_PROBLEM:_ Please filter the data down to the lines that include the word "CvodeSolver" and copy them.

_DATASET RECORDS:_
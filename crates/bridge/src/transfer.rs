//! Bulk transfer of numeric series across the boundary.

use bytes::{Buf, BufMut, Bytes, BytesMut};
use serde::{Deserialize, Serialize};
use simbridge_engine::Series;

use crate::HostValue;

/// How a series is handed to the host.
#[derive(Debug, Clone, Copy, Default, PartialEq, Eq, Hash, Serialize, Deserialize)]
#[serde(rename_all = "snake_case")]
pub enum TransferStrategy {
	/// One [`HostValue::Number`] per element.
	Boxed,
	/// One byte-for-byte copy into a flat buffer.
	#[default]
	Copy,
	/// A view sharing the engine's allocation.
	Shared,
}

impl TransferStrategy {
	/// Name used in logs.
	pub const fn as_str(self) -> &'static str {
		match self {
			Self::Boxed => "boxed",
			Self::Copy => "copy",
			Self::Shared => "shared",
		}
	}
}

/// Flat `f64` buffer in native byte order.
///
/// Equality is bitwise, so `NaN` payloads and signed zeros compare as they were produced.
#[derive(Debug, Clone)]
pub enum Float64Buffer {
	/// Owned copy of the engine's data.
	Bytes(Bytes),
	/// The engine's own allocation.
	Shared(Series),
}

impl Float64Buffer {
	/// Copies `values` into a fresh byte buffer.
	pub fn copied(values: &[f64]) -> Self {
		Self::Bytes(encode(values))
	}

	/// Wraps `values` without copying.
	pub fn shared(values: Series) -> Self {
		Self::Shared(values)
	}

	/// Number of elements.
	pub fn len(&self) -> usize {
		match self {
			Self::Bytes(bytes) => bytes.len() / size_of::<f64>(),
			Self::Shared(values) => values.len(),
		}
	}

	/// Returns `true` if the buffer holds no element.
	pub fn is_empty(&self) -> bool {
		self.len() == 0
	}

	/// Element at `index`.
	pub fn get(&self, index: usize) -> Option<f64> {
		match self {
			Self::Bytes(bytes) => {
				let start = index.checked_mul(size_of::<f64>())?;
				let mut chunk = bytes.get(start..start.checked_add(size_of::<f64>())?)?;
				Some(chunk.get_f64_ne())
			}
			Self::Shared(values) => values.get(index).copied(),
		}
	}

	/// Elements, in order.
	pub fn to_vec(&self) -> Vec<f64> {
		match self {
			Self::Bytes(bytes) => {
				let mut bytes = bytes.clone();
				let mut values = Vec::with_capacity(bytes.len() / size_of::<f64>());
				while bytes.remaining() >= size_of::<f64>() {
					values.push(bytes.get_f64_ne());
				}
				values
			}
			Self::Shared(values) => values.to_vec(),
		}
	}

	/// Raw native-endian bytes.
	pub fn to_bytes(&self) -> Bytes {
		match self {
			Self::Bytes(bytes) => bytes.clone(),
			Self::Shared(values) => encode(values),
		}
	}
}

fn encode(values: &[f64]) -> Bytes {
	let mut buf = BytesMut::with_capacity(std::mem::size_of_val(values));
	for value in values {
		buf.put_f64_ne(*value);
	}
	buf.freeze()
}

impl PartialEq for Float64Buffer {
	fn eq(&self, other: &Self) -> bool {
		self.to_bytes() == other.to_bytes()
	}
}

/// Converts a native series into a host value using `strategy`.
///
/// Order and length are preserved, and an empty series yields an empty buffer rather than
/// [`HostValue::Undefined`].
pub fn to_host_array(values: Series, strategy: TransferStrategy) -> HostValue {
	tracing::trace!(len = values.len(), strategy = strategy.as_str(), "bridge.transfer");
	match strategy {
		TransferStrategy::Boxed => HostValue::Array(values.iter().copied().map(HostValue::Number).collect()),
		TransferStrategy::Copy => HostValue::Float64Array(Float64Buffer::copied(&values)),
		TransferStrategy::Shared => HostValue::Float64Array(Float64Buffer::shared(values)),
	}
}
use crate::ArenaHandle;

/// A convenient type alias for `Result` with `E` = [`HandleError`].
pub type Result<T, E = HandleError> = std::result::Result<T, E>;

/// Failures raised by the registries themselves.
#[derive(Debug, Clone, Copy, PartialEq, Eq, thiserror::Error)]
#[non_exhaustive]
pub enum HandleError {
	/// A key clock or arena has no key left to hand out.
	#[error("keyspace exhausted")]
	KeyspaceExhausted,
	/// The slot was vacated (and possibly reused) after the handle was issued.
	#[error("stale handle {handle}: slot is at generation {current}")]
	Stale {
		/// The rejected handle.
		handle: ArenaHandle,
		/// Generation currently stored in the slot.
		current: u32,
	},
	/// The handle points past every slot the arena ever allocated.
	#[error("handle {0} does not name an arena slot")]
	Dangling(ArenaHandle),
}
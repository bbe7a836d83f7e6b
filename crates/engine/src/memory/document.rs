use std::sync::Arc;

use parking_lot::{Mutex, RwLock};

use super::format::{
	ChangeSpec, DocumentSpec, FileSpec, ModelEntrySpec, ModelSpec, SimulationKindSpec, SimulationSpec, SolverSpec, TaskSpec,
};
use super::instance::MemoryInstance;
use crate::{
	CvodeSolver, EngineError, FileRef, InstanceRef, Issue, ModelChange, ModelRef, NativeDocument, NativeModel, NativeSimulation,
	NativeSolver, OneStepSimulation, Result, SimulationKind, SimulationRef, SolverRef, UniformTimeCourseSimulation,
};

const NOT_A_SIMULATION_SOURCE: &str =
	"A simulation experiment description cannot be created using a file that is not a CellML file, a SED-ML file, or a COMBINE archive.";

/// In-memory [`NativeDocument`].
#[derive(Debug)]
pub struct MemoryDocument {
	issues: Vec<Issue>,
	models: Vec<Arc<MemoryModel>>,
	simulations: Vec<Arc<MemorySimulation>>,
	tasks: Vec<TaskSpec>,
}

impl MemoryDocument {
	pub(super) fn from_file(file: &FileRef) -> Self {
		let spec = match FileSpec::parse(&file.contents()) {
			Some(FileSpec::Sedml(spec)) => Ok(spec),
			Some(FileSpec::Cellml(model)) => Ok(Self::default_for_model(file.path(), model)),
			Some(FileSpec::Combine(archive)) => match archive.files.get(&archive.master).cloned().map(serde_json::from_value::<FileSpec>) {
				Some(Ok(FileSpec::Sedml(spec))) => Ok(spec),
				Some(Ok(FileSpec::Cellml(model))) => Ok(Self::default_for_model(&archive.master, model)),
				_ => Err(Issue::error(format!("The master file '{}' is not a SED-ML file.", archive.master))),
			},
			None => Err(Issue::error(NOT_A_SIMULATION_SOURCE)),
		};

		match spec {
			Ok(spec) => Self::from_spec(spec),
			Err(issue) => Self {
				issues: vec![issue],
				models: Vec::new(),
				simulations: Vec::new(),
				tasks: Vec::new(),
			},
		}
	}

	/// Document a bare model gets: one uniform time course over `[0, 1000]`, solved with CVODE.
	fn default_for_model(source: &str, model: ModelSpec) -> DocumentSpec {
		DocumentSpec {
			models: vec![ModelEntrySpec {
				source: source.to_string(),
				model,
				changes: Vec::new(),
			}],
			simulations: vec![SimulationSpec {
				kind: SimulationKindSpec::UniformTimeCourse {
					initial_time: 0.0,
					output_start_time: 0.0,
					output_end_time: 1000.0,
					number_of_steps: 1000,
				},
				solver: Some(SolverSpec::Cvode { maximum_step: 0.0 }),
			}],
			tasks: vec![TaskSpec { model: 0, simulation: 0 }],
		}
	}

	fn from_spec(spec: DocumentSpec) -> Self {
		let mut issues = Vec::new();
		for (index, task) in spec.tasks.iter().enumerate() {
			if task.model >= spec.models.len() {
				issues.push(Issue::error(format!("Task {index} references model {}, which does not exist.", task.model)));
			}
			if task.simulation >= spec.simulations.len() {
				issues.push(Issue::error(format!(
					"Task {index} references simulation {}, which does not exist.",
					task.simulation
				)));
			}
		}

		Self {
			issues,
			models: spec.models.into_iter().map(|entry| Arc::new(MemoryModel::new(entry))).collect(),
			simulations: spec.simulations.into_iter().map(|sim| Arc::new(MemorySimulation::new(sim))).collect(),
			tasks: spec.tasks,
		}
	}

	fn to_spec(&self) -> DocumentSpec {
		DocumentSpec {
			models: self.models.iter().map(|model| model.to_spec()).collect(),
			simulations: self.simulations.iter().map(|sim| sim.to_spec()).collect(),
			tasks: self.tasks.clone(),
		}
	}
}

impl NativeDocument for MemoryDocument {
	fn issues(&self) -> Vec<Issue> {
		self.issues.clone()
	}

	fn model_count(&self) -> usize {
		self.models.len()
	}

	fn model(&self, index: usize) -> Result<ModelRef> {
		EngineError::check_index("model", index, self.models.len())?;
		Ok(self.models[index].clone())
	}

	fn simulation_count(&self) -> usize {
		self.simulations.len()
	}

	fn simulation(&self, index: usize) -> Result<SimulationRef> {
		EngineError::check_index("simulation", index, self.simulations.len())?;
		Ok(self.simulations[index].to_ref())
	}

	fn instantiate(&self) -> InstanceRef {
		let tasks = self
			.tasks
			.iter()
			.filter_map(|task| {
				let model = self.models.get(task.model)?;
				let simulation = self.simulations.get(task.simulation)?;
				Some((model.snapshot(), simulation.settings()))
			})
			.collect();

		Arc::new(MemoryInstance::new(self.issues.clone(), tasks))
	}

	fn serialise(&self) -> String {
		serde_json::to_string_pretty(&FileSpec::Sedml(self.to_spec())).unwrap_or_default()
	}
}

/// In-memory [`NativeModel`].
#[derive(Debug)]
pub struct MemoryModel {
	source: String,
	spec: ModelSpec,
	changes: Mutex<Vec<ModelChange>>,
}

impl MemoryModel {
	fn new(entry: ModelEntrySpec) -> Self {
		let changes = entry
			.changes
			.into_iter()
			.map(|ChangeSpec::Attribute { component, variable, new_value }| ModelChange::attribute(component, variable, new_value))
			.collect();

		Self {
			source: entry.source,
			spec: entry.model,
			changes: Mutex::new(changes),
		}
	}

	/// Model definition with every recorded change applied to it.
	pub(super) fn snapshot(&self) -> ModelSpec {
		let changes = self.changes.lock();
		let effective = |variable: &str, declared: f64| Self::effective_value(&self.spec.component, &changes, variable, declared);

		let mut spec = self.spec.clone();
		for state in &mut spec.states {
			state.value = effective(&state.name, state.value);
		}
		for constant in spec.constants.iter_mut().chain(&mut spec.computed_constants) {
			constant.value = effective(&constant.name, constant.value);
		}
		spec
	}

	/// Value of `variable` after applying the latest matching change.
	fn effective_value(component_name: &str, changes: &[ModelChange], variable: &str, declared: f64) -> f64 {
		changes
			.iter()
			.rev()
			.find_map(|change| match change {
				ModelChange::Attribute {
					component,
					variable: name,
					new_value,
				} if component == component_name && name == variable => new_value.trim().parse().ok(),
				_ => None,
			})
			.unwrap_or(declared)
	}

	fn to_spec(&self) -> ModelEntrySpec {
		ModelEntrySpec {
			source: self.source.clone(),
			model: self.spec.clone(),
			changes: self
				.changes
				.lock()
				.iter()
				.map(|change| match change {
					ModelChange::Attribute {
						component,
						variable,
						new_value,
					} => ChangeSpec::Attribute {
						component: component.clone(),
						variable: variable.clone(),
						new_value: new_value.clone(),
					},
				})
				.collect(),
		}
	}
}

impl NativeModel for MemoryModel {
	fn file_path(&self) -> String {
		self.source.clone()
	}

	fn add_change(&self, change: ModelChange) {
		self.changes.lock().push(change);
	}

	fn remove_all_changes(&self) {
		self.changes.lock().clear();
	}

	fn changes(&self) -> Vec<ModelChange> {
		self.changes.lock().clone()
	}
}

/// In-memory simulation implementing every simulation facet.
///
/// Only the facet matching its kind is ever exposed through [`SimulationRef`].
#[derive(Debug)]
pub struct MemorySimulation {
	settings: RwLock<SimulationKindSpec>,
	solver: Option<Arc<MemorySolver>>,
}

impl MemorySimulation {
	fn new(spec: SimulationSpec) -> Self {
		Self {
			settings: RwLock::new(spec.kind),
			solver: spec.solver.map(|solver| Arc::new(MemorySolver::new(solver))),
		}
	}

	pub(super) fn kind(&self) -> SimulationKind {
		match &*self.settings.read() {
			SimulationKindSpec::Analysis => SimulationKind::Analysis,
			SimulationKindSpec::SteadyState => SimulationKind::SteadyState,
			SimulationKindSpec::OneStep { .. } => SimulationKind::OneStep,
			SimulationKindSpec::UniformTimeCourse { .. } => SimulationKind::UniformTimeCourse,
		}
	}

	pub(super) fn settings(&self) -> SimulationKindSpec {
		self.settings.read().clone()
	}

	fn to_ref(self: &Arc<Self>) -> SimulationRef {
		match self.kind() {
			SimulationKind::Analysis => SimulationRef::Analysis(self.clone()),
			SimulationKind::SteadyState => SimulationRef::SteadyState(self.clone()),
			SimulationKind::OneStep => SimulationRef::OneStep(self.clone()),
			SimulationKind::UniformTimeCourse => SimulationRef::UniformTimeCourse(self.clone()),
		}
	}

	fn to_spec(&self) -> SimulationSpec {
		SimulationSpec {
			kind: self.settings(),
			solver: self.solver.as_ref().map(|solver| solver.spec.read().clone()),
		}
	}

	fn time_course(&self) -> Option<(f64, f64, f64, i32)> {
		match *self.settings.read() {
			SimulationKindSpec::UniformTimeCourse {
				initial_time,
				output_start_time,
				output_end_time,
				number_of_steps,
			} => Some((initial_time, output_start_time, output_end_time, number_of_steps)),
			_ => None,
		}
	}

	fn update_time_course(&self, update: impl FnOnce(&mut f64, &mut f64, &mut f64, &mut i32)) {
		if let SimulationKindSpec::UniformTimeCourse {
			initial_time,
			output_start_time,
			output_end_time,
			number_of_steps,
		} = &mut *self.settings.write()
		{
			update(initial_time, output_start_time, output_end_time, number_of_steps);
		}
	}
}

impl NativeSimulation for MemorySimulation {
	fn ode_solver(&self) -> Option<SolverRef> {
		self.solver.as_ref().map(|solver| solver.to_ref())
	}
}

impl OneStepSimulation for MemorySimulation {
	fn step(&self) -> f64 {
		match *self.settings.read() {
			SimulationKindSpec::OneStep { step } => step,
			_ => 0.0,
		}
	}

	fn set_step(&self, value: f64) {
		if let SimulationKindSpec::OneStep { step } = &mut *self.settings.write() {
			*step = value;
		}
	}
}

impl UniformTimeCourseSimulation for MemorySimulation {
	fn initial_time(&self) -> f64 {
		self.time_course().map_or(0.0, |(initial, ..)| initial)
	}

	fn set_initial_time(&self, value: f64) {
		self.update_time_course(|initial, _, _, _| *initial = value);
	}

	fn output_start_time(&self) -> f64 {
		self.time_course().map_or(0.0, |(_, start, ..)| start)
	}

	fn set_output_start_time(&self, value: f64) {
		self.update_time_course(|_, start, _, _| *start = value);
	}

	fn output_end_time(&self) -> f64 {
		self.time_course().map_or(0.0, |(_, _, end, _)| end)
	}

	fn set_output_end_time(&self, value: f64) {
		self.update_time_course(|_, _, end, _| *end = value);
	}

	fn number_of_steps(&self) -> i32 {
		self.time_course().map_or(0, |(.., steps)| steps)
	}

	fn set_number_of_steps(&self, value: i32) {
		self.update_time_course(|_, _, _, steps| *steps = value);
	}
}

/// In-memory solver.
#[derive(Debug)]
pub struct MemorySolver {
	spec: RwLock<SolverSpec>,
}

impl MemorySolver {
	fn new(spec: SolverSpec) -> Self {
		Self { spec: RwLock::new(spec) }
	}

	fn to_ref(self: &Arc<Self>) -> SolverRef {
		match *self.spec.read() {
			SolverSpec::Cvode { .. } => SolverRef::Cvode(self.clone()),
			SolverSpec::ForwardEuler { .. } => SolverRef::Other(self.clone()),
		}
	}
}

impl NativeSolver for MemorySolver {
	fn name(&self) -> String {
		match *self.spec.read() {
			SolverSpec::Cvode { .. } => "CVODE".to_string(),
			SolverSpec::ForwardEuler { .. } => "Forward Euler".to_string(),
		}
	}
}

impl CvodeSolver for MemorySolver {
	fn maximum_step(&self) -> f64 {
		match *self.spec.read() {
			SolverSpec::Cvode { maximum_step } => maximum_step,
			SolverSpec::ForwardEuler { .. } => 0.0,
		}
	}

	fn set_maximum_step(&self, value: f64) {
		if let SolverSpec::Cvode { maximum_step } = &mut *self.spec.write() {
			*maximum_step = value;
		}
	}
}
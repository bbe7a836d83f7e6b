use std::fmt;
use std::sync::Arc;

use crate::{Issue, Result};

/// Shared reference to a runnable instance.
pub type InstanceRef = Arc<dyn NativeInstance>;

/// Shared reference to one task of an instance.
pub type TaskRef = Arc<dyn NativeTask>;

/// Time series produced by a task.
pub type Series = Arc<[f64]>;

/// Result categories a task reports besides the variable of integration.
///
/// The discriminants are a host contract and only ever grow.
#[derive(Debug, Clone, Copy, PartialEq, Eq, Hash)]
#[repr(u8)]
pub enum VariableCategory {
	/// State variables.
	State = 0,
	/// Rates of the state variables.
	Rate = 1,
	/// Constants.
	Constant = 2,
	/// Computed constants.
	ComputedConstant = 3,
	/// Algebraic variables.
	Algebraic = 4,
}

impl VariableCategory {
	/// Every category, in discriminant order.
	pub const ALL: [Self; 5] = [Self::State, Self::Rate, Self::Constant, Self::ComputedConstant, Self::Algebraic];

	/// Integer discriminant handed to hosts.
	pub const fn discriminant(self) -> u8 {
		self as u8
	}

	/// Name used in logs and in out-of-range errors.
	pub const fn as_str(self) -> &'static str {
		match self {
			Self::State => "state",
			Self::Rate => "rate",
			Self::Constant => "constant",
			Self::ComputedConstant => "computed_constant",
			Self::Algebraic => "algebraic",
		}
	}
}

/// Callbacks a long-running solve reports through.
pub trait RunObserver: Send + Sync {
	/// Fraction of the solve completed, in `0.0..=1.0`.
	fn progress(&self, fraction: f64);

	/// Returns `true` once the caller asked the solve to stop.
	fn is_cancelled(&self) -> bool;
}

/// A runnable realisation of a SED document.
pub trait NativeInstance: Send + Sync + fmt::Debug {
	/// Issues recorded while instantiating and running.
	fn issues(&self) -> Vec<Issue>;

	/// Returns `true` if [`Self::issues`] is non-empty.
	fn has_issues(&self) -> bool {
		!self.issues().is_empty()
	}

	/// Number of tasks.
	fn task_count(&self) -> usize;

	/// Task at `index`.
	fn task(&self, index: usize) -> Result<TaskRef>;

	/// Runs every task to completion and returns the engine's status value.
	fn run(&self) -> f64;

	/// Same as [`Self::run`], reporting progress and honouring cancellation.
	///
	/// Engines without incremental reporting fall back to [`Self::run`].
	fn run_observed(&self, observer: &dyn RunObserver) -> f64 {
		let status = self.run();
		observer.progress(1.0);
		status
	}
}

/// Results of one task.
///
/// Series are empty until the owning instance has run.
pub trait NativeTask: Send + Sync + fmt::Debug {
	/// Name of the variable of integration.
	fn voi_name(&self) -> String;

	/// Unit of the variable of integration.
	fn voi_unit(&self) -> String;

	/// Values of the variable of integration.
	fn voi(&self) -> Series;

	/// Number of variables in `category`.
	fn count(&self, category: VariableCategory) -> usize;

	/// Name of variable `index` in `category`.
	fn name(&self, category: VariableCategory, index: usize) -> Result<String>;

	/// Unit of variable `index` in `category`.
	fn unit(&self, category: VariableCategory, index: usize) -> Result<String>;

	/// Values of variable `index` in `category`.
	fn values(&self, category: VariableCategory, index: usize) -> Result<Series>;
}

_RESPONSE TO THE TASK:_
	CvodeSolver, EngineError, FileRef, InstanceRef, Issue, ModelChange, ModelRef, NativeDocument, NativeModel, NativeSimulation,
impl CvodeSolver for MemorySolver {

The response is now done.